» Assignment
The response should contain every entry, reproduced exactly.

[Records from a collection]
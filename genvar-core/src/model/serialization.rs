//! Model serialization and deserialization.
//!
//! Uses bincode for fast, compact binary serialization.
//! Format: bincode payload whose leading fields are the magic bytes (GVMM)
//! and a version (u32). Optional JSON sidecar for human inspection.

use std::path::Path;

use anyhow::{bail, Context, Result};

use super::marker_model::MarkerModel;

/// Save a marker model to a binary file (.gvm).
pub fn save_model(model: &MarkerModel, path: &Path) -> Result<()> {
    if model.marker_ids.len() != model.effects.len() {
        bail!(
            "Model has {} marker IDs but {} effects",
            model.marker_ids.len(),
            model.effects.len()
        );
    }
    let encoded = bincode::serialize(model)?;
    std::fs::write(path, &encoded)
        .with_context(|| format!("Failed to write model: {}", path.display()))?;
    Ok(())
}

/// Load a marker model from a binary file (.gvm).
pub fn load_model(path: &Path) -> Result<MarkerModel> {
    let data =
        std::fs::read(path).with_context(|| format!("Failed to read model: {}", path.display()))?;
    if data.len() < 4 || data[..4] != MarkerModel::MAGIC {
        bail!(
            "Invalid model file {}: expected magic bytes {:?}",
            path.display(),
            MarkerModel::MAGIC
        );
    }
    let model: MarkerModel = bincode::deserialize(&data)
        .with_context(|| format!("Corrupt model file: {}", path.display()))?;
    if model.version > MarkerModel::VERSION {
        bail!(
            "Model version {} is newer than supported version {}",
            model.version,
            MarkerModel::VERSION
        );
    }
    Ok(model)
}

/// Save a JSON sidecar for debugging (.gvm.json).
pub fn save_model_json(model: &MarkerModel, path: &Path) -> Result<()> {
    let json = serde_json::to_string_pretty(model)?;
    std::fs::write(path, json)?;
    Ok(())
}

/// Summary of a marker model (for display).
pub fn model_summary(model: &MarkerModel) -> String {
    let nonzero = model.effects.iter().filter(|e| **e != 0.0).count();
    format!(
        "genvar marker model v{}\n\
         Markers: {} ({} non-zero effects)\n\
         Fixed effects: {}\n\
         Training individuals: {}\n\
         Sweeps: {} (converged: {})",
        model.version,
        model.n_markers(),
        nonzero,
        model.fixed_effects.len(),
        model.n_train,
        model.sweeps,
        if model.converged { "yes" } else { "no" },
    )
}

#[cfg(test)]
mod tests {
    use super::*;

    #[test]
    fn test_save_load_roundtrip() {
        let model = MarkerModel::new(
            vec!["rs1".into(), "rs2".into()],
            vec![0.25, -0.5],
            vec![3.0],
        );
        let dir = tempfile::tempdir().unwrap();
        let path = dir.path().join("test.gvm");

        save_model(&model, &path).unwrap();
        let loaded = load_model(&path).unwrap();
        assert_eq!(loaded, model);
        assert!(model_summary(&loaded).contains("Markers: 2"));
    }

    #[test]
    fn test_rejects_foreign_file() {
        let dir = tempfile::tempdir().unwrap();
        let path = dir.path().join("junk.gvm");
        std::fs::write(&path, b"not a model at all").unwrap();
        assert!(load_model(&path).is_err());
    }

    #[test]
    fn test_mismatched_lengths_are_not_saved() {
        let model = MarkerModel::new(vec!["rs1".into()], vec![0.1, 0.2], Vec::new());
        let dir = tempfile::tempdir().unwrap();
        assert!(save_model(&model, &dir.path().join("bad.gvm")).is_err());
    }
}
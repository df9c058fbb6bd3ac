//! genvar-linalg: Linear algebra wrappers for genvar
//!
//! Provides the dense matrix type and the Cholesky / QR decompositions
//! used by the REML estimator and the marker-effect solvers.

pub mod dense;
pub mod decomposition;

pub use decomposition::LinalgError;
pub use dense::DenseMatrix;
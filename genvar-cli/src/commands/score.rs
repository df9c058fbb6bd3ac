//! Score individuals in a genotype store with a saved marker model.
//!
//! genvar score --store data.meta.json --model model.gvm --out scores.txt

use std::fmt::Write as _;
use std::path::PathBuf;

use anyhow::Result;
use clap::Args;
use tracing::{info, warn};

use genvar_core::model::{load_model, model_summary};
use genvar_core::score::score_model;
use genvar_geno::GenotypeStore;

use super::select_rows;

#[derive(Args)]
pub struct ScoreArgs {
    /// Genotype store metadata (.meta.json)
    #[arg(long)]
    store: PathBuf,

    /// Marker model written by gsolve (.gvm)
    #[arg(long)]
    model: PathBuf,

    /// Individual IDs to score, one per line (default: all)
    #[arg(long)]
    keep: Option<PathBuf>,

    /// Output table of genetic scores
    #[arg(long)]
    out: PathBuf,
}

pub fn run(args: ScoreArgs) -> Result<()> {
    info!("=== genvar score ===");
    let model = load_model(&args.model)?;
    info!("{}", model_summary(&model));
    let store = GenotypeStore::load(&args.store)?;
    let (rows, ids) = select_rows(&store, args.keep.as_deref())?;

    let (scores, n_missing) = score_model(&store, &model, &rows)?;
    if n_missing > 0 {
        warn!(
            "{} of {} model markers are absent from the store",
            n_missing,
            model.n_markers()
        );
    }

    let mut out = String::from("IID\tscore\n");
    for (id, s) in ids.iter().zip(&scores) {
        let _ = writeln!(out, "{}\t{}", id, s);
    }
    std::fs::write(&args.out, out)?;
    info!("Scored {} individuals into {}", ids.len(), args.out.display());
    Ok(())
}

» Expected answer
filename genvar-core/src/model/serialization.rs
//! Model serialization and deserialization.
//!
//! Uses bincode for fast, compact binary serialization.
//! Format: bincode payload whose leading fields are the magic bytes (GVMM)
//! and a version (u32). Optional JSON sidecar for human inspection.

use std::path::Path;

use anyhow::{bail, Context, Result};

use super::marker_model::MarkerModel;

/// Save a marker model to a binary file (.gvm).
pub fn save_model(model: &MarkerModel, path: &Path) -> Result<()> {
    if model.marker_ids.len() != model.effects.len() {
        bail!(
            "Model has {} marker IDs but {} effects",
            model.marker_ids.len(),
            model.effects.len()
        );
    }
    let encoded = bincode::serialize(model)?;
    std::fs::write(path, &encoded)
        .with_context(|| format!("Failed to write model: {}", path.display()))?;
    Ok(())
}

/// Load a marker model from a binary file (.gvm).
pub fn load_model(path: &Path) -> Result<MarkerModel> {
    let data =
        std::fs::read(path).with_context(|| format!("Failed to read model: {}", path.display()))?;
    if data.len() < 4 || data[..4] != MarkerModel::MAGIC {
        bail!(
            "Invalid model file {}: expected magic bytes {:?}",
            path.display(),
            MarkerModel::MAGIC
        );
    }
    let model: MarkerModel = bincode::deserialize(&data)
        .with_context(|| format!("Corrupt model file: {}", path.display()))?;
    if model.version > MarkerModel::VERSION {
        bail!(
            "Model version {} is newer than supported version {}",
            model.version,
            MarkerModel::VERSION
        );
    }
    Ok(model)
}

/// Save a JSON sidecar for debugging (.gvm.json).
pub fn save_model_json(model: &MarkerModel, path: &Path) -> Result<()> {
    let json = serde_json::to_string_pretty(model)?;
    std::fs::write(path, json)?;
    Ok(())
}

/// Summary of a marker model (for display).
pub fn model_summary(model: &MarkerModel) -> String {
    let nonzero = model.effects.iter().filter(|e| **e != 0.0).count();
    format!(
        "genvar marker model v{}\n\
         Markers: {} ({} non-zero effects)\n\
         Fixed effects: {}\n\
         Training individuals: {}\n\
         Sweeps: {} (converged: {})",
        model.version,
        model.n_markers(),
        nonzero,
        model.fixed_effects.len(),
        model.n_train,
        model.sweeps,
        if model.converged { "yes" } else { "no" },
    )
}

#[cfg(test)]
mod tests {
    use super::*;

    #[test]
    fn test_save_load_roundtrip() {
        let model = MarkerModel::new(
            vec!["rs1".into(), "rs2".into()],
            vec![0.25, -0.5],
            vec![3.0],
        );
        let dir = tempfile::tempdir().unwrap();
        let path = dir.path().join("test.gvm");

        save_model(&model, &path).unwrap();
        let loaded = load_model(&path).unwrap();
        assert_eq!(loaded, model);
        assert!(model_summary(&loaded).contains("Markers: 2"));
    }

    #[test]
    fn test_rejects_foreign_file() {
        let dir = tempfile::tempdir().unwrap();
        let path = dir.path().join("junk.gvm");
        std::fs::write(&path, b"not a model at all").unwrap();
        assert!(load_model(&path).is_err());
    }

    #[test]
    fn test_mismatched_lengths_are_not_saved() {
        let model = MarkerModel::new(vec!["rs1".into()], vec![0.1, 0.2], Vec::new());
        let dir = tempfile::tempdir().unwrap();
        assert!(save_model(&model, &dir.path().join("bad.gvm")).is_err());
    }
}
repository df9c058fbb6bd3ac
//! genvar-linalg: Linear algebra wrappers for genvar
//!
//! Provides the dense matrix type and the Cholesky / QR decompositions
//! used by the REML estimator and the marker-effect solvers.

pub mod dense;
pub mod decomposition;

pub use decomposition::LinalgError;
pub use dense::DenseMatrix;
filename genvar-cli/src/commands/score.rs
repository df9c058fbb6bd3ac
//! Score individuals in a genotype store with a saved marker model.
//!
//! genvar score --store data.meta.json --model model.gvm --out scores.txt

use std::fmt::Write as _;
use std::path::PathBuf;

use anyhow::Result;
use clap::Args;
use tracing::{info, warn};

use genvar_core::model::{load_model, model_summary};
use genvar_core::score::score_model;
use genvar_geno::GenotypeStore;

use super::select_rows;

#[derive(Args)]
pub struct ScoreArgs {
    /// Genotype store metadata (.meta.json)
    #[arg(long)]
    store: PathBuf,

    /// Marker model written by gsolve (.gvm)
    #[arg(long)]
    model: PathBuf,

    /// Individual IDs to score, one per line (default: all)
    #[arg(long)]
    keep: Option<PathBuf>,

    /// Output table of genetic scores
    #[arg(long)]
    out: PathBuf,
}

pub fn run(args: ScoreArgs) -> Result<()> {
    info!("=== genvar score ===");
    let model = load_model(&args.model)?;
    info!("{}", model_summary(&model));
    let store = GenotypeStore::load(&args.store)?;
    let (rows, ids) = select_rows(&store, args.keep.as_deref())?;

    let (scores, n_missing) = score_model(&store, &model, &rows)?;
    if n_missing > 0 {
        warn!(
            "{} of {} model markers are absent from the store",
            n_missing,
            model.n_markers()
        );
    }

    let mut out = String::from("IID\tscore\n");
    for (id, s) in ids.iter().zip(&scores) {
        let _ = writeln!(out, "{}\t{}", id, s);
    }
    std::fs::write(&args.out, out)?;
    info!("Scored {} individuals into {}", ids.len(), args.out.display());
    Ok(())
}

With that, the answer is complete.